According to the NEA, in 2025, China established 42 massive-scale intelligent computing clusters, pushing the total electricity consumption of national computing centers to 170 billion kilowatt-hours.

Globally, data center power consumption is projected to nearly double by 2030 compared to 2025, highlighting the urgent need for AI-driven optimization.

While this surging electricity demand presents a formidable grid challenge, China's robust energy infrastructure and rapid expansion of renewable capacity position the country uniquely to convert this power challenge into a global competitive advantage in the AI race, said Lin Boqiang, head of the China Institute for Studies in Energy Policy at Xiamen University.

"The interplay of AI and the energy sector has moved from one-way support to deep integration, becoming the core pathway for cultivating new quality productive forces and building an energy powerhouse," he said.

According to the NEA, to manage this surging demand and streamline complex industrial operations, the domestic energy sector has successfully rolled out dozens of industry-specific large AI models.

These advanced platforms cover a wide spectrum of fields, including power grids, renewables, thermal and nuclear power, coal, as well as oil and gas, it said.
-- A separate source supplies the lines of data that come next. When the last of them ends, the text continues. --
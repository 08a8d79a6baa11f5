// End-to-end run: extract -> assemble -> aggregate -> persist -> index.

use crate::assembler::assemble_schemas;
use crate::config::Config;
use crate::error::{ReconError, Result};
use crate::index::{index_rows, JsonlRowIndex};
use crate::model::SchemaSet;
use crate::parser::{self, DeclaredKeys};
use crate::progress::ProgressManager;
use crate::report::aggregate::AggregateOptions;
use crate::report::{write_reports, CancelFlag, Report, ReportAggregator, ReportPaths};
use serde::{Deserialize, Serialize};
use std::path::PathBuf;
use std::time::Instant;
use tracing::{error, info};

#[derive(Debug)]
pub struct RunArtifacts {
    pub report: Report,
    pub paths: ReportPaths,
    pub indexed_rows: Option<usize>,
}

// Machine-readable outcome of a run, printed by the binary.
#[derive(Debug, Clone, PartialEq, Serialize, Deserialize)]
pub struct RunResult {
    pub success: bool,
    #[serde(skip_serializing_if = "Option::is_none")]
    pub report_id: Option<String>,
    #[serde(skip_serializing_if = "Option::is_none")]
    pub json_report: Option<PathBuf>,
    #[serde(skip_serializing_if = "Option::is_none")]
    pub html_report: Option<PathBuf>,
    #[serde(skip_serializing_if = "Option::is_none")]
    pub error: Option<String>,
}

impl RunResult {
    pub fn from_outcome(outcome: &Result<RunArtifacts>) -> Self {
        match outcome {
            Ok(a) => Self {
                success: true,
                report_id: Some(a.report.meta.report_id.clone()),
                json_report: a.paths.json.clone(),
                html_report: a.paths.html.clone(),
                error: None,
            },
            Err(e) => Self {
                success: false,
                report_id: None,
                json_report: None,
                html_report: None,
                error: Some(e.to_string()),
            },
        }
    }
}

pub fn run(cfg: &Config, progress: &ProgressManager, cancel: &CancelFlag) -> Result<RunArtifacts> {
    cfg.validate()?;
    let start = Instant::now();

    let files = parser::collect_inputs(&cfg.inputs, &cfg.schema_paths);
    let extracted = parser::extract_all(&files, progress)?;
    let mut set = assemble_schemas(extracted.rows, cfg.column_policy);
    attach_declared_keys(&mut set, extracted.declared_keys);
    info!(
        "Assembled schemas: {}",
        set.names().join(", ")
    );

    let report = reconcile_schemas(cfg, &set, progress, cancel)?;
    let paths = write_reports(&report, &cfg.output_dir, cfg.write_html);

    let indexed_rows = cfg
        .index_path
        .as_ref()
        .map(|path| index_rows(&set, &JsonlRowIndex::new(path)));

    info!("Run finished in {} ms", start.elapsed().as_millis());
    Ok(RunArtifacts {
        report,
        paths,
        indexed_rows,
    })
}

// Reconcile the configured source and destination schemas of an already
// assembled set.
pub fn reconcile_schemas(
    cfg: &Config,
    set: &SchemaSet,
    progress: &ProgressManager,
    cancel: &CancelFlag,
) -> Result<Report> {
    let source = set
        .get(&cfg.source_schema)
        .ok_or_else(|| ReconError::SchemaNotFound(cfg.source_schema.clone()))?;
    let destination = set
        .get(&cfg.destination_schema)
        .ok_or_else(|| ReconError::SchemaNotFound(cfg.destination_schema.clone()))?;

    let result = ReportAggregator::new(AggregateOptions::from(cfg))
        .with_progress(progress.clone())
        .with_cancel(cancel.clone())
        .aggregate(source, destination);
    if let Err(e) = &result {
        if e.is_fatal() {
            error!("Reconciliation aborted: {}", e);
        }
    }
    result
}

// Declared keys only attach to schemas that produced rows.
fn attach_declared_keys(set: &mut SchemaSet, keys: DeclaredKeys) {
    for ((schema, table), columns) in keys {
        if let Some(s) = set.schemas.get_mut(&schema) {
            s.declared_keys.insert(table, columns);
        }
    }
}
Exemplifying this trend, China National Petroleum Corp announced a major breakthrough on Thursday with the latest iteration of its "Kunlun" large model. The upgraded platform marks a crucial leap from passive question-answering to "active intelligence," allowing the AI to autonomously plan, dispatch tools, analyze data, and execute tasks across the production line.

As the first large model in the domestic energy and chemical industry to achieve large-scale, full-chain application, Kunlun is now deployed across 152 scenarios.
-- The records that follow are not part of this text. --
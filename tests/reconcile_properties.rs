// Table- and report-level behavior through the public API.

use recondiff::reconcile::{match_rows, Differ, Normalizer};
use recondiff::{
    assemble_schemas, reconcile_table, AggregateOptions, ColumnPolicy, KeyResolver, ReportAggregator,
    Row, Schema, SchemaSet, Table, TableOptions,
};

fn row(schema: &str, table: &str, cols: &[&str], vals: &[Option<&str>]) -> Row {
    Row::new(
        schema,
        table,
        cols.iter().map(|c| c.to_string()).collect(),
        vals.iter().map(|v| v.map(str::to_string)).collect(),
    )
}

fn users(schema: &str, data: &[(&str, Option<&str>)]) -> Vec<Row> {
    data.iter()
        .map(|(id, name)| row(schema, "users", &["id", "name"], &[Some(*id), *name]))
        .collect()
}

fn build(rows: Vec<Row>) -> SchemaSet {
    assemble_schemas(rows, ColumnPolicy::Union)
}

fn options(chunk_size: usize) -> TableOptions {
    TableOptions {
        chunk_size,
        ..TableOptions::default()
    }
}

fn aggregate(set: &SchemaSet, opts: AggregateOptions) -> recondiff::Report {
    let src = set.get("src").unwrap();
    let dst = set.get("dst").unwrap();
    ReportAggregator::new(opts).aggregate(src, dst).unwrap()
}

#[test]
fn scenario_a_one_field_differs() {
    let mut rows = users("src", &[("1", Some("Alice")), ("2", Some("Bob"))]);
    rows.extend(users("dst", &[("1", Some("Alice")), ("2", Some("Bobby"))]));
    let set = build(rows);
    let result = reconcile_table(
        set.get("src").unwrap().table("users").unwrap(),
        set.get("dst").unwrap().table("users").unwrap(),
        None,
        &options(0),
    );
    assert_eq!(result.summary.counts(), (1, 1, 0, 0));
    let diff = &result.details.different[0];
    assert_eq!(diff.key, "2");
    assert_eq!(diff.differences["name"].source.as_deref(), Some("Bob"));
    assert_eq!(diff.differences["name"].destination.as_deref(), Some("Bobby"));
}

#[test]
fn scenario_b_missing_and_extra() {
    let mut rows = users("src", &[("1", Some("a")), ("3", Some("c"))]);
    rows.extend(users("dst", &[("1", Some("a")), ("4", Some("d"))]));
    let set = build(rows);
    let report = aggregate(&set, AggregateOptions::default());
    let s = &report.tables["users"].summary;
    assert_eq!((s.missing, s.extra), (1, 1));
    assert!(s.has_differences);
    assert!(!report.summary.all_matched);
}

#[test]
fn scenario_c_null_is_not_empty_string() {
    let mut rows = users("src", &[("1", None)]);
    rows.extend(users("dst", &[("1", Some(""))]));
    let set = build(rows);
    let report = aggregate(&set, AggregateOptions::default());
    assert_eq!(report.tables["users"].summary.different, 1);
}

#[test]
fn scenario_d_source_only_table() {
    let mut rows = users("src", &[("1", Some("a"))]);
    rows.extend(users("dst", &[("1", Some("a"))]));
    rows.push(row("src", "legacy", &["id"], &[Some("9")]));
    let set = build(rows);
    let report = aggregate(&set, AggregateOptions::default());
    assert!(report.schema_only_tables.source_only.contains("legacy"));
    assert!(!report.tables.contains_key("legacy"));
    assert_eq!(report.summary.total_tables, 1);
    assert_eq!(report.summary.total_rows_source, 1);
    assert!(report.summary.all_matched);
}

#[test]
fn key_resolution_ignores_row_content() {
    let resolver = KeyResolver::new(vec!["employee_id".into()]);
    let cols = vec!["employee_id".to_string(), "order_id".to_string(), "x".to_string()];
    let a = Table::new("s", "t", cols.clone());
    let mut b = Table::new("s", "t", cols.clone());
    b.rows.push(Row::new("s", "t", cols, vec![Some("1".into()), None, Some("z".into())]));
    let empty = resolver.resolve(&a, &a).unwrap();
    let filled = resolver.resolve(&b, &b).unwrap();
    assert_eq!(empty, filled);
    assert_eq!(filled.columns, vec!["order_id"]);
    assert_eq!(resolver.resolve(&b, &b).unwrap(), filled);
}

fn mixed_tables() -> (Table, Table) {
    let mut src = Vec::new();
    let mut dst = Vec::new();
    for i in 0..40 {
        let id = i.to_string();
        let v = format!("v{}", i);
        if i % 7 != 0 {
            src.push(row("src", "t", &["id", "v"], &[Some(id.as_str()), Some(v.as_str())]));
        }
        if i % 5 != 0 {
            let dv = if i % 3 == 0 { format!("w{}", i) } else { v.clone() };
            dst.push(row("dst", "t", &["id", "v"], &[Some(id.as_str()), Some(dv.as_str())]));
        }
    }
    // Duplicate destination key.
    dst.push(row("dst", "t", &["id", "v"], &[Some("1"), Some("dup")]));
    let set = build(src.into_iter().chain(dst).collect());
    (
        set.get("src").unwrap().table("t").unwrap().clone(),
        set.get("dst").unwrap().table("t").unwrap().clone(),
    )
}

#[test]
fn matcher_partitions_both_sides() {
    let (src, dst) = mixed_tables();
    let key = KeyResolver::default().resolve(&src, &dst).unwrap();
    let m = match_rows(&src.rows, &dst.rows, &key, Normalizer::default());
    assert_eq!(m.matched.len() + m.source_only.len(), src.rows.len());
    assert_eq!(m.matched.len() + m.destination_only.len(), dst.rows.len());
}

#[test]
fn diff_emptiness_is_symmetric() {
    let differ = Differ::new(vec!["employee_id".into()], Normalizer::default());
    let pairs = [
        (vec![Some("1"), Some(" a ")], vec![Some("1"), Some("a")]),
        (vec![Some("1"), None], vec![Some("1"), Some("")]),
        (vec![Some("1"), Some("a")], vec![Some("2"), Some("a")]),
    ];
    for (a, b) in pairs {
        let ra = row("s", "t", &["employee_id", "name"], &a);
        let rb = row("s", "t", &["employee_id", "name"], &b);
        assert_eq!(differ.diff(&ra, &rb).is_empty(), differ.diff(&rb, &ra).is_empty());
    }
}

#[test]
fn chunk_size_never_changes_counts() {
    let (src, dst) = mixed_tables();
    let baseline = reconcile_table(&src, &dst, None, &options(0)).summary;
    for chunk in 1..=src.rows.len() + 1 {
        let summary = reconcile_table(&src, &dst, None, &options(chunk)).summary;
        assert_eq!(summary.counts(), baseline.counts(), "chunk size {}", chunk);
    }
}

#[test]
fn rerun_is_idempotent() {
    let (src, dst) = mixed_tables();
    let a = reconcile_table(&src, &dst, None, &options(7));
    let b = reconcile_table(&src, &dst, None, &options(7));
    assert_eq!(a.summary, b.summary);
    assert_eq!(a.details, b.details);
}

#[test]
fn sequential_and_parallel_reports_agree() {
    let mut rows = Vec::new();
    for t in 0..9 {
        let table = format!("t{}", t);
        for i in 0..(t * 3 + 1) {
            let id = i.to_string();
            rows.push(row("src", &table, &["id", "v"], &[Some(id.as_str()), Some("x")]));
            if i % 2 == 0 {
                rows.push(row("dst", &table, &["id", "v"], &[Some(id.as_str()), Some("x")]));
            }
        }
    }
    let set = build(rows);
    let parallel = aggregate(
        &set,
        AggregateOptions {
            batch_size: 2,
            max_workers: 4,
            ..AggregateOptions::default()
        },
    );
    let sequential = aggregate(
        &set,
        AggregateOptions {
            use_parallel: false,
            ..AggregateOptions::default()
        },
    );
    assert_eq!(parallel.tables, sequential.tables);
    assert_eq!(parallel.summary, sequential.summary);
    assert_eq!(parallel.tables.len(), 9);
}

#[test]
fn key_failure_is_recorded_on_the_table() {
    let mut src = Schema::new("src");
    src.insert(Table::new("src", "empty", Vec::new()));
    src.insert(Table::new("src", "t", vec!["id".into()]));
    let mut dst = Schema::new("dst");
    let mut bad = Table::new("dst", "empty", Vec::new());
    bad.rows.push(Row::new("dst", "empty", Vec::new(), Vec::new()));
    dst.insert(bad);
    dst.insert(Table::new("dst", "t", vec!["id".into()]));

    let report = ReportAggregator::new(AggregateOptions::default())
        .aggregate(&src, &dst)
        .unwrap();
    assert!(report.tables["empty"].error.is_some());
    assert_eq!(report.summary.tables_with_errors, 1);
    assert_eq!(report.tables["t"].summary.match_percentage, 0.0);
}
The practical impact is already reshaping traditional operations. In addition to slashing the processing cycle for three-dimensional acoustic wave inversion from 20 days to just three, cutting costs by over 30 percent, the model also boasts a drilling risk warning system with an accuracy rate exceeding 85 percent, issuing over 300 early warnings in the past six months to prevent accidents, it said.

Such breakthroughs underscore a broader transformation across China's industrial landscape, said Lin.

By shifting from traditional manual oversight to active, AI-driven management, the country's energy sector is building a more resilient, efficient, and secure foundation to power its digital future, he said.